= Passo do Sabão =

Passo do Sabão (Soap Dale or Soap Pass) is a Brazilian district within the municipality of Viamão, in Rio Grande do Sul. It belongs to the group of three districts predominantly urban, with Viamão and Viamópolis. Passo do Sabão is also a district with a large population, with about 41% of the inhabitants of the municipality.

== The origin of the district==
In 1895, the municipality of Viamão was divided into districts by administrative act: Viamão, Estiva, Itapuã and Lombas. In the course of decades, and because of political changes, the nomenclature and number of districts have been modified. In December 1953, the district in Passo do Sabão was created, which covered the western section of the municipality.

==The district and the population==
In the 1960s, industrial development in the municipality of Porto Alegre elevated the participation of secondary and tertiary sectors in the regional economy. This process provided a significant increase in the flow of migrant workers which left the inner cities to the capital in order to obtain better working conditions. The difficulty imposed by the city of Porto Alegre in the marketing of lots conducted this population to outlying regions and the neighboring municipalities, where the regulations were mild. Being situated on the banks of the road called the Mato Grosso, Passo do Sabão became attractive, and has received an increasing number of families.

===Urban zone===
The urban area of the Passo do Sabão covers most of the district. While retaining good in infrastructure and trade developed in some areas, the district also suffers the lack of basic items such as sanitation in several places.

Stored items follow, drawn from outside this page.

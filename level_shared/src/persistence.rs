//! High-score persistence.
//!
//! One integer per save slot. The stored value is read once when the level
//! starts and only ever overwritten by a strictly greater session score, so
//! after a session with score `S` over a stored `H` the slot holds
//! `max(S, H)`.

use std::{
    collections::{BTreeMap, HashMap},
    fs,
    path::{Path, PathBuf},
};

use anyhow::Context;
use chrono::{DateTime, Utc};
use serde::{Deserialize, Serialize};
use tracing::{debug, info};

/// Durable storage for per-slot high scores.
pub trait ScoreStore: Send {
    fn load(&self, slot: u8) -> anyhow::Result<u32>;
    fn store(&mut self, slot: u8, score: u32) -> anyhow::Result<()>;
}

/// In-memory store, useful for tests and throwaway sessions.
#[derive(Debug, Default)]
pub struct MemoryScoreStore {
    slots: HashMap<u8, u32>,
    writes: usize,
}

impl MemoryScoreStore {
    pub fn new() -> Self {
        Self::default()
    }

    pub fn with_slot(slot: u8, score: u32) -> Self {
        let mut store = Self::new();
        store.slots.insert(slot, score);
        store
    }

    /// Number of `store` calls seen.
    pub fn writes(&self) -> usize {
        self.writes
    }
}

impl ScoreStore for MemoryScoreStore {
    fn load(&self, slot: u8) -> anyhow::Result<u32> {
        Ok(self.slots.get(&slot).copied().unwrap_or(0))
    }

    fn store(&mut self, slot: u8, score: u32) -> anyhow::Result<()> {
        self.slots.insert(slot, score);
        self.writes += 1;
        Ok(())
    }
}

#[derive(Debug, Clone, Serialize, Deserialize)]
struct SavedScore {
    score: u32,
    saved_at: DateTime<Utc>,
}

#[derive(Debug, Clone, Default, Serialize, Deserialize)]
struct SaveFile {
    #[serde(default)]
    slots: BTreeMap<u8, SavedScore>,
}

/// JSON save file on disk. A missing file reads as all zeros.
#[derive(Debug, Clone)]
pub struct JsonScoreStore {
    path: PathBuf,
}

impl JsonScoreStore {
    pub fn new(path: impl Into<PathBuf>) -> Self {
        Self { path: path.into() }
    }

    pub fn path(&self) -> &Path {
        &self.path
    }

    fn read(&self) -> anyhow::Result<SaveFile> {
        if !self.path.exists() {
            return Ok(SaveFile::default());
        }
        let raw = fs::read_to_string(&self.path)
            .with_context(|| format!("read save file {}", self.path.display()))?;
        serde_json::from_str(&raw)
            .with_context(|| format!("parse save file {}", self.path.display()))
    }
}

impl ScoreStore for JsonScoreStore {
    fn load(&self, slot: u8) -> anyhow::Result<u32> {
        Ok(self.read()?.slots.get(&slot).map_or(0, |s| s.score))
    }

    fn store(&mut self, slot: u8, score: u32) -> anyhow::Result<()> {
        let mut save = self.read()?;
        save.slots.insert(
            slot,
            SavedScore {
                score,
                saved_at: Utc::now(),
            },
        );
        let json = serde_json::to_string_pretty(&save).context("serialize save file")?;
        fs::write(&self.path, json)
            .with_context(|| format!("write save file {}", self.path.display()))?;
        Ok(())
    }
}

/// High score for one slot, as loaded at level start.
#[derive(Debug, Clone, Copy, PartialEq, Eq)]
pub struct HighScore {
    slot: u8,
    stored: u32,
}

impl HighScore {
    pub fn load(store: &dyn ScoreStore, slot: u8) -> anyhow::Result<Self> {
        let stored = store.load(slot)?;
        debug!(slot, stored, "High score loaded");
        Ok(Self { slot, stored })
    }

    pub fn value(&self) -> u32 {
        self.stored
    }

    /// Persists `score` if it beats the stored value. Returns whether it did.
    pub fn commit(&mut self, store: &mut dyn ScoreStore, score: u32) -> anyhow::Result<bool> {
        if score <= self.stored {
            return Ok(false);
        }
        store.store(self.slot, score)?;
        info!(slot = self.slot, previous = self.stored, score, "New high score");
        self.stored = score;
        Ok(true)
    }
}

====Commercial development ====
The region for further development in the district is composed of the Santa Isabel and Santa Cecilia subdivisions, where commercial activity has developed by small businesses since the 1950s. In 1980, the region became the second most developed area of the municipality. The location of the district and its large population attracted major companies in the services sector.

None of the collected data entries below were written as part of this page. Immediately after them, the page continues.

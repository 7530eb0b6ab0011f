//! Math types.
//!
//! The level is a flat 2D playfield, so this stays deliberately small:
//! a plain 2D vector with the handful of operations the core needs.

use serde::{Deserialize, Serialize};

/// 2D vector in world units.
#[derive(Debug, Clone, Copy, PartialEq, Serialize, Deserialize, Default)]
pub struct Vec2 {
    pub x: f32,
    pub y: f32,
}

impl Vec2 {
    pub const ZERO: Self = Self { x: 0.0, y: 0.0 };

    pub const fn new(x: f32, y: f32) -> Self {
        Self { x, y }
    }

    pub fn dot(self, rhs: Self) -> f32 {
        self.x * rhs.x + self.y * rhs.y
    }

    pub fn len_sq(self) -> f32 {
        self.dot(self)
    }

    pub fn distance(self, to: Self) -> f32 {
        Self::new(to.x - self.x, to.y - self.y).len_sq().sqrt()
    }

    pub fn lerp(self, to: Self, t: f32) -> Self {
        let t = t.clamp(0.0, 1.0);
        Self::new(self.x + (to.x - self.x) * t, self.y + (to.y - self.y) * t)
    }
}

#[cfg(test)]
mod tests {
    use super::*;

    #[test]
    fn vec2_lerp_midpoint() {
        let a = Vec2::new(0.0, 0.0);
        let b = Vec2::new(2.0, 4.0);
        assert_eq!(a.lerp(b, 0.5), Vec2::new(1.0, 2.0));
    }

    #[test]
    fn vec2_lerp_clamps() {
        let a = Vec2::new(1.0, 1.0);
        let b = Vec2::new(3.0, 3.0);
        assert_eq!(a.lerp(b, 2.0), b);
        assert_eq!(a.lerp(b, -1.0), a);
    }

    #[test]
    fn vec2_distance() {
        assert_eq!(Vec2::ZERO.distance(Vec2::new(3.0, 4.0)), 5.0);
    }
}
//! Standalone peer binary.
//!
//! Usage:
//!   cargo run -p level_peer -- [--solo] [--addr 127.0.0.1:40100] [--tick-hz 60]
//!                              [--config level.json] [--save highscore.json]
//!
//! Without `--solo` the peer joins the relay's room and plays online.
//!
//! Console commands:
//!   pause   - Toggle the pause panel
//!   status  - Show session status
//!   quit    - Exit

use std::env;
use std::fs;
use std::io::BufRead;
use std::net::SocketAddr;

use anyhow::Context;
use level_peer::{PeerClient, PeerDriver};
use level_shared::{config::LevelConfig, level::Level, persistence::JsonScoreStore};
use rand::{rngs::StdRng, SeedableRng};
use tokio::sync::mpsc;
use tracing::info;

struct Args {
    config: LevelConfig,
    solo: bool,
}

fn parse_args() -> anyhow::Result<Args> {
    let args: Vec<String> = env::args().collect();
    let mut config = LevelConfig::default();
    let mut solo = false;
    let mut addr = None;
    let mut save = None;
    let mut tick_hz = None;
    let mut i = 1;
    while i < args.len() {
        match args[i].as_str() {
            "--config" if i + 1 < args.len() => {
                let raw = fs::read_to_string(&args[i + 1])
                    .with_context(|| format!("read config {}", args[i + 1]))?;
                config = LevelConfig::from_json_str(&raw).context("parse config")?;
                i += 2;
            }
            "--addr" if i + 1 < args.len() => {
                addr = Some(args[i + 1].clone());
                i += 2;
            }
            "--save" if i + 1 < args.len() => {
                save = Some(args[i + 1].clone());
                i += 2;
            }
            "--tick-hz" if i + 1 < args.len() => {
                tick_hz = Some(args[i + 1].parse::<u32>().context("parse --tick-hz")?);
                i += 2;
            }
            "--solo" => {
                solo = true;
                i += 1;
            }
            _ => i += 1,
        }
    }
    if let Some(addr) = addr {
        config.relay_addr = addr;
    }
    if let Some(save) = save {
        config.save_path = save;
    }
    if let Some(hz) = tick_hz {
        config.tick_hz = hz;
    }
    Ok(Args { config, solo })
}

#[tokio::main]
async fn main() -> anyhow::Result<()> {
    tracing_subscriber::fmt()
        .with_env_filter(
            tracing_subscriber::EnvFilter::try_from_default_env().unwrap_or_else(|_| "info".into()),
        )
        .init();

    let Args { config, solo } = parse_args()?;
    let tick = config.tick_interval();
    let store = JsonScoreStore::new(&config.save_path);
    let relay_addr = config.relay_addr.clone();
    let level = Level::new(config, Box::new(store), StdRng::from_entropy()).context("load level")?;

    let mut driver = if solo {
        info!("Starting solo game");
        PeerDriver::<PeerClient>::offline(level)
    } else {
        let addr: SocketAddr = relay_addr.parse().context("parse relay_addr")?;
        let client = PeerClient::connect(addr).await.context("join room")?;
        let room = client.room.clone();
        PeerDriver::online(level, client, &room)
    };

    let (console_tx, mut console_rx) = mpsc::channel::<String>(32);
    std::thread::spawn(move || {
        let stdin = std::io::stdin();
        for line in stdin.lock().lines() {
            let Ok(line) = line else { break };
            let line = line.trim().to_string();
            if !line.is_empty() && console_tx.blocking_send(line).is_err() {
                break;
            }
        }
    });

    let mut next_tick = tokio::time::Instant::now();
    loop {
        while let Ok(line) = console_rx.try_recv() {
            match line.as_str() {
                "pause" => driver.level_mut().toggle_pause(),
                "status" => {
                    let level = driver.level();
                    println!(
                        "state={:?} ordinal={:?} scores={:?} high={} paused={}",
                        level.session().state(),
                        level.session().ordinal(),
                        level.scores(),
                        level.high_score(),
                        level.is_paused(),
                    );
                }
                "quit" => return Ok(()),
                other => println!("Unknown command: {other}"),
            }
        }

        driver.step(tick).await?;
        if driver.is_finished() {
            info!("Session finished");
            return Ok(());
        }

        next_tick += tick;
        tokio::time::sleep_until(next_tick).await;
    }
}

====The Infrastructure in peripheral settlements====

Passo do Sabão, on the other hand, lacks infrastructure in their peripheral regions. In Augusta Marina and Augusta Fiel settlements, most households are not connected to sewage networks. The lack of sanitation programs leads to population to dump the debris of their houses in the open streets, which flow without treatment to the streams region, thus polluting soil and environment. The neglect of the population is also degrading the streams that cross these blends. In Augusta Marina, Cantegril and Santa Cecília streams receive large amounts of garbage, which together with the geography of the region, its raining cause numerous disorders such as floods.

==== The floodplains====
With a geography low and flat areas around the Teodoro Luis de Castro street in Augusta Meneguini village suffer from waterlogging and flooding. Owned by region of a former swamp, the blending part of watershed the Feijó stream and is the meeting point of its five tributaries:
- Dornelinhos stream;
- Cantegril stream;
- Santa Cecilia stream;
- Seminario stream;
- Morro Santana stream.

===Rural zone===
The countryside of the Passo do Sabão covers a small area in the region northeast of district.

==The political losses==
The district in Passo do Sabão suffered losses during the 1990s in its political geography.

===Viamópolis===
In 1991, the then mayor of Viamão Jorge Chiden, signed a new decree, which was intended to reshape the political administrative division in the municipality. Then came the district of Viamópolis in region which then corresponded to the southeastern portion of the Passo do Sabão.

===Parque Índio Jari===
In December 1995, the state government issued the decree in order to annex part of Parque Índio Jari settlement to the city of Porto Alegre. With this, the Passo do Sabão lost an area, which previously belonged to the northern end of the district.